Ces investissements extra, risquent ainsi de coûter cher à la SNIM qui n’aurait déployé aucun programme prévisionnel en cas de chute du prix du fer. Ainsi, l’usine Guelb 2 pour 1 Milliard de dollars U.S serait loin d’être opérationnelle et beaucoup de partenaires auraient désisté, certains déjà installés ont plié bagages, comme X Strata.
La mal gouvernance de la SNIM se serait ainsi répercutée sur le transfert de devises et aurait déclenché, ce que d’aucuns ont nommé la « mise à mort programmée » de la petite entreprise qu’est la SNIM à l’échelle mondiale. Pour beaucoup, la SNIM n’a rien fait pour faire face à la réalité du marché actuel.
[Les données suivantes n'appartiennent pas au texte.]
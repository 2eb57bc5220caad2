//! Scripted tour for headless runs. Feeds synthetic device input through the
//! same [`InputRouter`] a window would, one step per frame:
//! click the star nearest the screen center, wait for focus, click a planet, linger, press
//! cancel and wait for the overview. In a single system it clicks a planet
//! and then asks for a new system.

use exo_config::SceneMode;
use exo_input::{ControlKind, RawKeyEvent};
use exo_scene::BodyId;
use glam::Vec2;
use tracing::{info, warn};
use winit::event::ElementState;

use crate::controls::InputRouter;
use crate::session::Session;

/// Frames to wait for a transition before giving up.
const MAX_WAIT_FRAMES: u32 = 600;
/// Frames spent looking at the selected planet.
const LINGER_FRAMES: u32 = 30;

#[derive(Debug, Clone, Copy, PartialEq, Eq)]
pub enum AutopilotStep {
    ClickStar,
    AwaitFocus { waited: u32 },
    ClickPlanet,
    Linger { remaining: u32 },
    AwaitOverview { waited: u32 },
    Done,
}

#[derive(Debug, Clone)]
pub struct Autopilot {
    mode: SceneMode,
    step: AutopilotStep,
}

impl Autopilot {
    pub fn new(mode: SceneMode) -> Self {
        let step = match mode {
            SceneMode::MultiStar => AutopilotStep::ClickStar,
            SceneMode::SingleSystem => AutopilotStep::ClickPlanet,
        };
        Self { mode, step }
    }

    pub fn step(&self) -> AutopilotStep {
        self.step
    }

    pub fn is_done(&self) -> bool {
        self.step == AutopilotStep::Done
    }

    /// Queue this frame's input.
    pub fn drive(&mut self, session: &Session, input: &mut InputRouter) {
        self.step = match self.step {
            AutopilotStep::ClickStar => {
                match most_central(session, session.stars()) {
                    Some(pointer) => {
                        info!(?pointer, "autopilot: clicking a star");
                        click(input, pointer);
                        AutopilotStep::AwaitFocus { waited: 0 }
                    }
                    None => {
                        warn!("autopilot: no star in view");
                        AutopilotStep::Done
                    }
                }
            }
            AutopilotStep::AwaitFocus { waited } => {
                if session.navigation().focused().is_some() {
                    AutopilotStep::ClickPlanet
                } else if session.navigation().is_overview() || waited >= MAX_WAIT_FRAMES {
                    warn!("autopilot: star was not focused");
                    AutopilotStep::Done
                } else {
                    AutopilotStep::AwaitFocus { waited: waited + 1 }
                }
            }
            AutopilotStep::ClickPlanet => {
                match most_central(session, session.planets().iter().copied()) {
                    Some(pointer) => {
                        info!(?pointer, "autopilot: clicking a planet");
                        click(input, pointer);
                        AutopilotStep::Linger {
                            remaining: LINGER_FRAMES,
                        }
                    }
                    None => {
                        warn!("autopilot: no planet in view");
                        AutopilotStep::Done
                    }
                }
            }
            AutopilotStep::Linger { remaining } if remaining > 0 => AutopilotStep::Linger {
                remaining: remaining - 1,
            },
            AutopilotStep::Linger { .. } => match self.mode {
                SceneMode::MultiStar => {
                    press(input, ControlKind::Cancel);
                    AutopilotStep::AwaitOverview { waited: 0 }
                }
                SceneMode::SingleSystem => {
                    press(input, ControlKind::GenerateSystem);
                    AutopilotStep::Done
                }
            },
            AutopilotStep::AwaitOverview { waited } => {
                if session.navigation().is_overview() || waited >= MAX_WAIT_FRAMES {
                    AutopilotStep::Done
                } else {
                    AutopilotStep::AwaitOverview { waited: waited + 1 }
                }
            }
            AutopilotStep::Done => AutopilotStep::Done,
        };
    }
}

/// Screen position of the on-screen body closest to the viewport center.
pub(crate) fn most_central(
    session: &Session,
    bodies: impl IntoIterator<Item = BodyId>,
) -> Option<Vec2> {
    let center = session.viewport() * 0.5;
    bodies
        .into_iter()
        .filter_map(|body| session.screen_position(body))
        .min_by(|a, b| a.distance_squared(center).total_cmp(&b.distance_squared(center)))
}

fn click(input: &mut InputRouter, pointer: Vec2) {
    let button = input.bindings().pointer_button;
    input
        .mouse
        .on_cursor_moved(f64::from(pointer.x), f64::from(pointer.y));
    input.mouse.on_button(button, ElementState::Pressed);
    input.mouse.on_button(button, ElementState::Released);
}

fn press(input: &mut InputRouter, kind: ControlKind) {
    let Some(code) = input.bindings().key(kind) else {
        warn!(control = kind.name(), "autopilot: control has no key");
        return;
    };
    input.keyboard.process_raw(RawKeyEvent::pressed(code));
    input.keyboard.process_raw(RawKeyEvent::released(code));
}
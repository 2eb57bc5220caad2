//! Linear camera flights between two poses, stepped once per frame.

use glam::Vec3;

use crate::state::FocusTarget;

/// Progress values this close to 1 count as arrived.
const COMPLETION_EPSILON: f32 = 1e-4;

#[derive(Debug, Clone, Copy, PartialEq)]
pub enum TransitionDirection {
    /// Flying in to focus on a star.
    ToStar(FocusTarget),
    /// Flying back out to the initial pose, away from the star.
    ToOverview(FocusTarget),
}

/// An in-flight camera move. Position and look target are both linear in
/// `progress`.
#[derive(Debug, Clone, Copy, PartialEq)]
pub struct CameraTransition {
    pub direction: TransitionDirection,
    pub start: Vec3,
    pub end: Vec3,
    pub look_from: Vec3,
    pub look_to: Vec3,
    progress: f32,
    step: f32,
}

impl CameraTransition {
    /// `step` is the progress added per frame, clamped to `(0, 1]`.
    pub fn new(
        direction: TransitionDirection,
        start: Vec3,
        end: Vec3,
        look_from: Vec3,
        look_to: Vec3,
        step: f32,
    ) -> Self {
        Self {
            direction,
            start,
            end,
            look_from,
            look_to,
            progress: 0.0,
            step: step.clamp(f32::EPSILON, 1.0),
        }
    }

    /// Flight towards a star, stopping `safe_distance` short of its center
    /// on the side the camera approaches from.
    pub fn to_star(camera: Vec3, target: FocusTarget, safe_distance: f32, step: f32) -> Self {
        let away = (camera - target.position).try_normalize().unwrap_or(Vec3::Z);
        Self::new(
            TransitionDirection::ToStar(target),
            camera,
            target.position + away * safe_distance,
            target.position,
            target.position,
            step,
        )
    }

    /// Flight from the focused star back to `home`, with the look target
    /// sliding from the star to the scene origin.
    pub fn to_overview(camera: Vec3, from: FocusTarget, home: Vec3, step: f32) -> Self {
        Self::new(
            TransitionDirection::ToOverview(from),
            camera,
            home,
            from.position,
            Vec3::ZERO,
            step,
        )
    }

    /// Normalized progress in `[0, 1]`.
    pub fn progress(&self) -> f32 {
        self.progress
    }

    pub fn is_complete(&self) -> bool {
        self.progress >= 1.0
    }

    /// Advance by one frame. Returns `true` once the flight has arrived;
    /// further calls leave progress at 1.
    pub fn advance(&mut self) -> bool {
        if self.is_complete() {
            return true;
        }
        self.progress += self.step;
        if self.progress >= 1.0 - COMPLETION_EPSILON {
            self.progress = 1.0;
        }
        self.is_complete()
    }

    pub fn position(&self) -> Vec3 {
        self.start.lerp(self.end, self.progress)
    }

    pub fn look_at(&self) -> Vec3 {
        self.look_from.lerp(self.look_to, self.progress)
    }
}
//! Pointer picking: viewport position to camera ray to nearest body.
//!
//! Bodies are tested as spheres at their world position. The candidate
//! slice decides what is pickable; the nearest hit wins and equal distances
//! go to the earlier candidate.

use glam::{Vec2, Vec3};

use crate::camera::SceneCamera;
use crate::graph::{BodyId, SceneGraph};

#[derive(Debug, Copy, Clone, PartialEq)]
pub struct Ray {
    pub origin: Vec3,
    /// Unit direction.
    pub dir: Vec3,
}

impl Ray {
    /// Build a ray; `dir` is normalized (zero stays zero and never hits).
    pub fn new(origin: Vec3, dir: Vec3) -> Self {
        Self {
            origin,
            dir: dir.normalize_or_zero(),
        }
    }

    pub fn at(&self, t: f32) -> Vec3 {
        self.origin + self.dir * t
    }
}

#[derive(Debug, Copy, Clone, PartialEq)]
pub struct PickHit {
    pub body: BodyId,
    /// Distance from the ray origin to the hit point.
    pub distance: f32,
    pub point: Vec3,
}

/// Viewport pixels (origin top-left, y down) to normalized device
/// coordinates (origin center, y up).
pub fn viewport_to_ndc(pointer: Vec2, viewport: Vec2) -> Vec2 {
    if viewport.x <= 0.0 || viewport.y <= 0.0 {
        return Vec2::ZERO;
    }
    Vec2::new(
        (pointer.x / viewport.x) * 2.0 - 1.0,
        -(pointer.y / viewport.y) * 2.0 + 1.0,
    )
}

/// Nearest candidate intersected by `ray`. Candidates no longer in the
/// scene are skipped.
pub fn pick(scene: &SceneGraph, ray: Ray, candidates: &[BodyId]) -> Option<PickHit> {
    if ray.dir == Vec3::ZERO {
        return None;
    }

    let mut best: Option<PickHit> = None;
    for &id in candidates {
        let (Some(body), Some(center)) = (scene.get(id), scene.world_position(id)) else {
            continue;
        };
        let Some(t) = ray_sphere_hit_t(ray, center, body.radius) else {
            continue;
        };
        if best.is_none_or(|b| t < b.distance) {
            best = Some(PickHit {
                body: id,
                distance: t,
                point: ray.at(t),
            });
        }
    }
    best
}

/// Pick through a pointer position in viewport pixels.
pub fn pick_at_pointer(
    scene: &SceneGraph,
    camera: &SceneCamera,
    pointer: Vec2,
    viewport: Vec2,
    candidates: &[BodyId],
) -> Option<PickHit> {
    let ray = camera.ray_from_ndc(viewport_to_ndc(pointer, viewport));
    pick(scene, ray, candidates)
}

/// Distance along the ray to the first surface crossing in front of the
/// origin. From inside the sphere this is the exit point.
fn ray_sphere_hit_t(ray: Ray, center: Vec3, radius: f32) -> Option<f32> {
    let oc = ray.origin - center;
    let b = oc.dot(ray.dir);
    let c = oc.length_squared() - radius * radius;
    let discriminant = b * b - c;
    if discriminant < 0.0 {
        return None;
    }
    let sqrt_d = discriminant.sqrt();
    let near = -b - sqrt_d;
    if near >= 0.0 {
        return Some(near);
    }
    let far = -b + sqrt_d;
    (far >= 0.0).then_some(far)
}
Pour l’ancien Administrateur Directeur Général de la SNIM, Mohamed Saleck Ould Heyine, « pendant dix ans d’aubaine, on aurait dû accumuler de la trésorerie en prévision des périodes creuses, car dans les industries minières les cours sont cycliques, donc avec des hauts et des bas ». Pour lui, « la SNIM au lieu de diversifier ses investissements dans l’industrie de transformation ferroviaire ou dans d’autres secteurs porteurs, pouvant l’aider à confronter l’éventualité très probable de la baisse des prix au niveau international, a plutôt servi de vache à lait au pouvoir, qui l’utilise à tout va et pour des projets pas nécessaires du tout, comme l’aéroport international, ou l’achat d’avions pour la MAI ». Pour Ould Heyine, « avec des cours qui baissent, l’Etat est confronté au bas mot, à sa négligence ».

Aujourd’hui, la SNIM qui cède son minerai à 60 dollars US. est obligé de s’aligner sur le prix mondial, qui est de 20 dollars U.S ou voir sa production lui rester sur les bras, estiment beaucoup d’experts.

La panique qui se serait emparée de la Direction générale serait telle que l’ADG actuel, Ould Oudaa aurait appelé à l’austérité dans la gestion, surtout que son fameux plan d’investissement « Nouhoud » est aujourd’hui sérieusement menacé.

Il aurait ainsi demandé une réduction de 10% du budget prévisionnel prévu du second semestre de 2014, destiné aux rubriques heures supplémentaires, matières consommées en OD, voyages, missions, papeterie. D’autres mesures ont suivi, comme le report de toutes les études et assistances à caractère non urgent, la réduction des coûts et contrats de fournitures, etc.

Ces coupes pour la survie de l’entreprise sont d’autant plus préoccupantes que la SNIM s’était engagée en 2014 à satisfaire les doléances de ces travailleurs.
Aujourd’hui, ces derniers réclament le respect de ces engagements sans se rendre compte, que leurs propres emplois sont en jeu, face au probable dégraissage que l’entreprise pourra prendre éventuellement pour faire face à sa propre survie.